I saw checks to the bank with notes indicating he paid someone else’s truck payment for several months in a row. “When a man’s down on his luck, you can’t stand by and not help him,” I remembered him saying.

I remembered a man who came to Dad’s funeral, who teared up when he said, “I know your dad didn’t have much but he always managed to help other people when they needed it.”

The man had gone to high school with my dad, and then moved away. Many years later, the man’s house caught on fire and burned to the ground. “I hadn’t seen your dad for years, but when he found out about my house fire, he sent me money to help me rebuild.”

Later, my mom was listening to a lesson in church on service and someone shared a story about when her husband lost his job at the nearby steel plant. She said my dad kept delivering dairy products to them even though they couldn’t pay him. She said he never charged them until he found other employment. In fact, she said, he became more generous and added items like bricks of cheese, cartons of cottage cheese, and ice cream treats.

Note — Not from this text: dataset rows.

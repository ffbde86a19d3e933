use serde::Deserialize;
use ts_rs::TS;

// 用户登录请求
#[derive(Debug, Deserialize, TS)]
#[ts(export, export_to = "../dashboard/src/types/generated/auth.ts")]
pub struct LoginRequest {
    /// 用户名或 GitHub ID
    pub login: String,
    pub password: String,
}
pub mod requests;
pub mod responses;

pub use requests::LoginRequest;
pub use responses::{LoginResponse, RefreshTokenResponse, SessionResponse};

In the end, the thick wads of stock certificates didn’t amount to much, but the check registers, which held no monetary value, became priceless.

I still have them today, and there is no pleasure like that of admiring his handwriting and realizing that, to him, those records only reflected the perfunctory task of good record keeping. But to me, they show the character and soul of a man whose legacy of giving means more than even the most lucrative packet of high-yielding stock certificates.